* **WHAT IS NEEDED**
Go through the data below and copy each line that includes "client".

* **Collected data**
..........

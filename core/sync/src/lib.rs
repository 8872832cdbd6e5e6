//! StepSync Sync Engine
//!
//! This module provides offline-first synchronization of a step counter and
//! its reward balance, including:
//! - An outbox of operations awaiting confirmation by the remote authority
//! - Optimistic local writes reconciled against authoritative responses
//! - Terminal vs retryable classification of remote failures
//! - A flush scheduler driven by time, connectivity and explicit requests

pub mod client;
pub mod connectivity;
pub mod engine;
pub mod outbox;
pub mod reconcile;
pub mod remote;
pub mod retry;
pub mod scheduler;

#[cfg(test)]
mod testing;

// Re-export main types
pub use client::{LoginOutcome, StepClient};
pub use connectivity::{check_reachable, spawn_probe, Connectivity};
pub use engine::{FlushReport, Outcome, RejectedItem, SyncConfig, SyncEngine};
pub use outbox::{Drain, Outbox};
pub use reconcile::{placeholder_wallet_id, reconcile};
pub use remote::{
    dispatch, ConversionPreview, HttpRemote, RemoteResponse, RemoteService, StatusResponse,
    StepsResponse, WalletResponse, WithdrawResponse,
};
pub use retry::{classify, with_timeout, Disposition};
pub use scheduler::{FlushScheduler, FlushSchedulerHandle, FlushTrigger};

..........

* **RESPONSE TO THIS EXERCISE**
pub mod client;
pub use client::{LoginOutcome, StepClient};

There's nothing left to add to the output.